Development and Feasibility of a Kinect-Based Constraint-Induced Therapy Program in the Home Setting for Children With Unilateral Cerebral Palsy

Hao-Ling Chen, Szu-Yu Lin, Chun-Fu Yeh, Ren-Yu Chen, Hsien-Hui Tang, Shanq-Jang Ruan, Tien-Ni Wang, Hao-Ling Chen, Szu-Yu Lin, Chun-Fu Yeh, Ren-Yu Chen, Hsien-Hui Tang, Shanq-Jang Ruan, Tien-Ni Wang

Abstract

Introduction: Cerebral palsy (CP) is the leading cause of childhood-onset physical disability. Children with CP often have impaired upper limb (UL) function.
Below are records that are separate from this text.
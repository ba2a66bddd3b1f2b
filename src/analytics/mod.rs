//! Empirical arrival analytics over recorded stop visits.
//!
//! Everything here is pure over already-loaded rows: the API layer queries
//! SQLite and hands the rows in together with the reference cache and the
//! caller's notion of "now". Visits are bucketed per local calendar day and
//! route; the sorted times within one bucket form that day's run sequence,
//! and run index is the join key across days for prediction.

pub mod percentile;

use std::collections::{BTreeMap, HashSet};

use chrono::{DateTime, NaiveDate, TimeZone, Timelike, Utc};
use chrono_tz::Tz;
use serde::Serialize;
use utoipa::ToSchema;

use crate::engine::reference::ReferenceCache;

/// One stop-visit row as loaded from the event store.
#[derive(Debug, Clone)]
pub struct VisitRow {
    pub route_id: Option<i64>,
    pub observed_at: DateTime<Utc>,
}

/// A single arrival in a day's run sequence.
#[derive(Debug, Clone, Serialize, ToSchema)]
pub struct ArrivalPoint {
    /// Minutes after local midnight, fractional seconds included.
    pub minutes: f64,
    pub predicted: bool,
}

#[derive(Debug, Clone, Serialize, ToSchema)]
#[serde(rename_all = "camelCase")]
pub struct RouteDay {
    pub route_id: i64,
    pub times: Vec<ArrivalPoint>,
}

#[derive(Debug, Clone, Serialize, ToSchema)]
#[serde(rename_all = "camelCase")]
pub struct DayBucket {
    /// Local calendar day (YYYY-MM-DD).
    pub date: String,
    pub routes: Vec<RouteDay>,
}

#[derive(Debug, Clone, Serialize, ToSchema)]
#[serde(rename_all = "camelCase")]
pub struct RouteMeta {
    pub route_id: i64,
    pub short_name: Option<String>,
    pub long_name: Option<String>,
    pub color: Option<String>,
}

/// First-seen time-of-day percentiles for a route, across its recorded days.
#[derive(Debug, Clone, Serialize, ToSchema)]
pub struct RouteStats {
    pub samples: usize,
    pub p50: f64,
    pub p90: f64,
    pub p99: f64,
}

pub struct StopView {
    pub routes: Vec<RouteMeta>,
    pub days: Vec<DayBucket>,
}

/// Minutes after local midnight, carrying fractional seconds.
fn minutes_of_day<T: TimeZone>(dt: &DateTime<T>) -> f64 {
    dt.num_seconds_from_midnight() as f64 / 60.0 + dt.nanosecond() as f64 / 60e9
}

/// Positional merge of historical run sequences into one predicted sequence:
/// the prediction for run index i is the median of the i-th time across all
/// days that reached at least i + 1 runs.
pub fn merge_run_predictions(sequences: &[Vec<f64>]) -> Vec<f64> {
    let max_runs = sequences.iter().map(Vec::len).max().unwrap_or(0);
    let mut predicted = Vec::with_capacity(max_runs);

    for run in 0..max_runs {
        let mut samples: Vec<f64> = sequences
            .iter()
            .filter_map(|seq| seq.get(run).copied())
            .collect();
        samples.sort_by(|a, b| a.partial_cmp(b).unwrap_or(std::cmp::Ordering::Equal));
        if let Some(p) = percentile::median(&samples) {
            predicted.push(p);
        }
    }

    predicted
}

/// Build the 7-day observed/predicted view for one stop.
///
/// `visits` is expected to already be restricted to the stop and the rolling
/// window; rows whose route is missing from the reference cache are dropped
/// here so a stale event store cannot resurrect removed routes.
pub fn build_stop_view(
    visits: &[VisitRow],
    reference: &ReferenceCache,
    now: DateTime<Utc>,
    tz: Tz,
) -> StopView {
    let today = now.with_timezone(&tz).date_naive();
    let now_minutes = minutes_of_day(&now.with_timezone(&tz));

    // (local day -> route -> ascending times-of-day)
    let mut buckets: BTreeMap<NaiveDate, BTreeMap<i64, Vec<f64>>> = BTreeMap::new();
    for visit in visits {
        let Some(route_id) = visit.route_id else {
            continue;
        };
        if !reference.routes.contains_key(&route_id) {
            continue;
        }
        let local = visit.observed_at.with_timezone(&tz);
        buckets
            .entry(local.date_naive())
            .or_default()
            .entry(route_id)
            .or_default()
            .push(minutes_of_day(&local));
    }
    for by_route in buckets.values_mut() {
        for times in by_route.values_mut() {
            times.sort_by(|a, b| a.partial_cmp(b).unwrap_or(std::cmp::Ordering::Equal));
        }
    }

    // Historical sample sequences per route (every bucketed day except today).
    let mut history: BTreeMap<i64, Vec<Vec<f64>>> = BTreeMap::new();
    for (date, by_route) in &buckets {
        if *date == today {
            continue;
        }
        for (route_id, times) in by_route {
            history.entry(*route_id).or_default().push(times.clone());
        }
    }

    let mut predicted: BTreeMap<i64, Vec<f64>> = BTreeMap::new();
    for (route_id, sequences) in &history {
        predicted.insert(*route_id, merge_run_predictions(sequences));
    }

    let mut days = Vec::new();
    for (date, by_route) in &buckets {
        if *date == today {
            continue;
        }
        let routes = by_route
            .iter()
            .map(|(route_id, times)| RouteDay {
                route_id: *route_id,
                times: times
                    .iter()
                    .map(|&minutes| ArrivalPoint {
                        minutes,
                        predicted: false,
                    })
                    .collect(),
            })
            .collect();
        days.push(DayBucket {
            date: date.to_string(),
            routes,
        });
    }

    // Today: everything observed so far, plus predicted runs still ahead of
    // now. Predicted runs already in the past are dropped without a marker.
    let mut today_routes: BTreeMap<i64, Vec<ArrivalPoint>> = BTreeMap::new();
    if let Some(by_route) = buckets.get(&today) {
        for (route_id, times) in by_route {
            today_routes.entry(*route_id).or_default().extend(
                times.iter().map(|&minutes| ArrivalPoint {
                    minutes,
                    predicted: false,
                }),
            );
        }
    }
    for (route_id, runs) in &predicted {
        for &minutes in runs {
            if minutes > now_minutes {
                today_routes
                    .entry(*route_id)
                    .or_default()
                    .push(ArrivalPoint {
                        minutes,
                        predicted: true,
                    });
            }
        }
    }
    for points in today_routes.values_mut() {
        points.sort_by(|a, b| {
            a.minutes
                .partial_cmp(&b.minutes)
                .unwrap_or(std::cmp::Ordering::Equal)
        });
    }
    if !today_routes.is_empty() {
        days.push(DayBucket {
            date: today.to_string(),
            routes: today_routes
                .into_iter()
                .map(|(route_id, times)| RouteDay { route_id, times })
                .collect(),
        });
    }

    // Metadata for every route appearing anywhere in the window, sorted by
    // short name with the numeric id as fallback for display stability.
    let mut route_ids: HashSet<i64> = HashSet::new();
    for day in &days {
        route_ids.extend(day.routes.iter().map(|r| r.route_id));
    }
    let mut routes: Vec<RouteMeta> = route_ids
        .into_iter()
        .filter_map(|route_id| {
            reference.routes.get(&route_id).map(|route| RouteMeta {
                route_id,
                short_name: route.short_name.clone(),
                long_name: route.long_name.clone(),
                color: route.color.clone(),
            })
        })
        .collect();
    routes.sort_by_key(|meta| {
        (
            meta.short_name
                .clone()
                .unwrap_or_else(|| meta.route_id.to_string()),
            meta.route_id,
        )
    });

    StopView { routes, days }
}

/// Percentiles of first-seen time-of-day across a route's recorded days.
pub fn first_seen_stats(first_seen: &[DateTime<Utc>], tz: Tz) -> Option<RouteStats> {
    if first_seen.is_empty() {
        return None;
    }

    let mut minutes: Vec<f64> = first_seen
        .iter()
        .map(|dt| minutes_of_day(&dt.with_timezone(&tz)))
        .collect();
    minutes.sort_by(|a, b| a.partial_cmp(b).unwrap_or(std::cmp::Ordering::Equal));

    let at = |p: f64| percentile::percentile(&minutes, p).unwrap_or(minutes[0]);
    Some(RouteStats {
        samples: minutes.len(),
        p50: at(50.0),
        p90: at(90.0),
        p99: at(99.0),
    })
}

#[cfg(test)]
mod tests {
    use super::*;
    use crate::providers::feed::{FeedRoute, FeedStop, FeedStopTime, FeedTrip};
    use chrono_tz::UTC;

    fn reference_with_routes(ids: &[i64]) -> ReferenceCache {
        let routes: Vec<FeedRoute> = ids
            .iter()
            .map(|&id| FeedRoute {
                id,
                agency_id: None,
                short_name: Some(id.to_string()),
                long_name: None,
                color: Some("CC0000".into()),
                route_type: Some(3),
                description: None,
            })
            .collect();
        ReferenceCache::build(&routes, &[] as &[FeedTrip], &[] as &[FeedStop], &[] as &[FeedStopTime])
    }

    fn visit(route_id: i64, y: i32, m: u32, d: u32, hh: u32, mm: u32) -> VisitRow {
        VisitRow {
            route_id: Some(route_id),
            observed_at: Utc.with_ymd_and_hms(y, m, d, hh, mm, 0).unwrap(),
        }
    }

    #[test]
    fn positional_merge_is_order_preserving() {
        let sequences = vec![vec![5.0, 20.0], vec![7.0, 18.0], vec![6.0, 22.0]];
        assert_eq!(merge_run_predictions(&sequences), vec![6.0, 20.0]);
    }

    #[test]
    fn merge_handles_uneven_run_depths() {
        // Only one day reached a second run, so its value carries through.
        let sequences = vec![vec![5.0], vec![7.0, 18.0], vec![6.0]];
        assert_eq!(merge_run_predictions(&sequences), vec![6.0, 18.0]);
        assert!(merge_run_predictions(&[]).is_empty());
    }

    #[test]
    fn empty_window_yields_empty_days() {
        let reference = reference_with_routes(&[7]);
        let now = Utc.with_ymd_and_hms(2026, 3, 2, 8, 10, 0).unwrap();
        let view = build_stop_view(&[], &reference, now, UTC);
        assert!(view.days.is_empty());
        assert!(view.routes.is_empty());
    }

    #[test]
    fn today_mixes_observed_and_future_predictions() {
        // Yesterday: 08:01 and 08:16. Today: 08:03 observed, now 08:10.
        let reference = reference_with_routes(&[7]);
        let visits = vec![
            visit(7, 2026, 3, 1, 8, 1),
            visit(7, 2026, 3, 1, 8, 16),
            visit(7, 2026, 3, 2, 8, 3),
        ];
        let now = Utc.with_ymd_and_hms(2026, 3, 2, 8, 10, 0).unwrap();
        let view = build_stop_view(&visits, &reference, now, UTC);

        assert_eq!(view.days.len(), 2);
        assert_eq!(view.days[0].date, "2026-03-01");
        assert_eq!(view.days[1].date, "2026-03-02");

        let today = &view.days[1].routes[0];
        assert_eq!(today.route_id, 7);
        // Observed 08:03 plus predicted 08:16; the 08:01 prediction is
        // already past and silently omitted.
        assert_eq!(today.times.len(), 2);
        assert_eq!(today.times[0].minutes, 483.0);
        assert!(!today.times[0].predicted);
        assert_eq!(today.times[1].minutes, 496.0);
        assert!(today.times[1].predicted);
    }

    #[test]
    fn predictions_use_median_across_days() {
        let reference = reference_with_routes(&[7]);
        // Three prior days with run sequences [5,20], [7,18], [6,22] (minutes
        // past midnight), nothing observed today.
        let visits = vec![
            visit(7, 2026, 2, 27, 0, 5),
            visit(7, 2026, 2, 27, 0, 20),
            visit(7, 2026, 2, 28, 0, 7),
            visit(7, 2026, 2, 28, 0, 18),
            visit(7, 2026, 3, 1, 0, 6),
            visit(7, 2026, 3, 1, 0, 22),
        ];
        let now = Utc.with_ymd_and_hms(2026, 3, 2, 0, 0, 0).unwrap();
        let view = build_stop_view(&visits, &reference, now, UTC);

        let today = view.days.last().unwrap();
        assert_eq!(today.date, "2026-03-02");
        let times: Vec<f64> = today.routes[0].times.iter().map(|p| p.minutes).collect();
        assert_eq!(times, vec![6.0, 20.0]);
        assert!(today.routes[0].times.iter().all(|p| p.predicted));
    }

    #[test]
    fn removed_route_is_excluded() {
        // Route 9 visits exist but the reference cache no longer knows it.
        let reference = reference_with_routes(&[7]);
        let visits = vec![
            visit(7, 2026, 3, 1, 8, 1),
            visit(9, 2026, 3, 1, 8, 5),
        ];
        let now = Utc.with_ymd_and_hms(2026, 3, 2, 12, 0, 0).unwrap();
        let view = build_stop_view(&visits, &reference, now, UTC);

        assert_eq!(view.routes.len(), 1);
        assert_eq!(view.routes[0].route_id, 7);
        for day in &view.days {
            assert!(day.routes.iter().all(|r| r.route_id == 7));
        }
    }

    #[test]
    fn today_only_route_gets_no_predictions() {
        let reference = reference_with_routes(&[7]);
        let visits = vec![visit(7, 2026, 3, 2, 8, 3)];
        let now = Utc.with_ymd_and_hms(2026, 3, 2, 8, 10, 0).unwrap();
        let view = build_stop_view(&visits, &reference, now, UTC);

        assert_eq!(view.days.len(), 1);
        let today = &view.days[0].routes[0];
        assert_eq!(today.times.len(), 1);
        assert!(!today.times[0].predicted);
    }

    #[test]
    fn route_metadata_sorted_by_short_name() {
        let reference = reference_with_routes(&[12, 3]);
        let visits = vec![
            visit(12, 2026, 3, 1, 8, 0),
            visit(3, 2026, 3, 1, 9, 0),
        ];
        let now = Utc.with_ymd_and_hms(2026, 3, 2, 12, 0, 0).unwrap();
        let view = build_stop_view(&visits, &reference, now, UTC);

        // Lexicographic by short name: "12" before "3".
        let ids: Vec<i64> = view.routes.iter().map(|r| r.route_id).collect();
        assert_eq!(ids, vec![12, 3]);
    }

    #[test]
    fn first_seen_stats_percentiles() {
        let samples: Vec<DateTime<Utc>> = (0..5)
            .map(|d| Utc.with_ymd_and_hms(2026, 3, 1 + d, 5, 30 + d, 0).unwrap())
            .collect();
        let stats = first_seen_stats(&samples, UTC).unwrap();
        assert_eq!(stats.samples, 5);
        assert_eq!(stats.p50, 332.0); // 05:32
        assert!(stats.p90 > stats.p50);
        assert!(stats.p99 >= stats.p90);

        assert!(first_seen_stats(&[], UTC).is_none());
    }
}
Constraint-induced therapy (CIT) is one of the most effective UL interventions for children with unilateral CP. However, concerns about CIT for children have been repeatedly raised due to frustration caused by restraint of the child's less-affected UL and lack of motivation for the intensive protocol. Virtual reality (VR), which can mitigate the disadvantages of CIT, potentially can be used as an alternative mediator for implementing CIT. Therefore, we developed a VR-based CIT program for children with CP using the Kinect system. Aims: The feasibility of the Kinect-based CIT program was evaluated for children with unilateral CP using a two-phase study design. Materials and Methods: In phase 1, ten children with unilateral CP were recruited. To confirm the achievement of the motor training goals, maximal UL joint angles were evaluated during gameplay. To evaluate children's perceptions of the game, a questionnaire was used. In phase 2, eight children with unilateral CP were recruited and received an 8 weeks Kinect-based CIT intervention. Performance scores of the game and outcomes of the box and block test (BBT) were recorded weekly. Results: In phase 1, results supported that the design of the program was CIT-specific and was motivational for children with unilateral CP. In phase 2, game performance and the BBT scores began showing stable improvements in the fifth week of intervention. Conclusion: It suggested the Kinect-based CIT program was beneficial to the motor function of the affected UL for children with unilateral CP. According to the results of this feasibility study, larger and controlled effectiveness studies of the Kinect-based CIT program can be conducted to further improve its clinical utility. Clinical Trial Registration: ClinicalTrials.gov, NCT02808195; Comparative effectiveness of a Kinect-based unilateral arm training system vs. CIT for children with CP.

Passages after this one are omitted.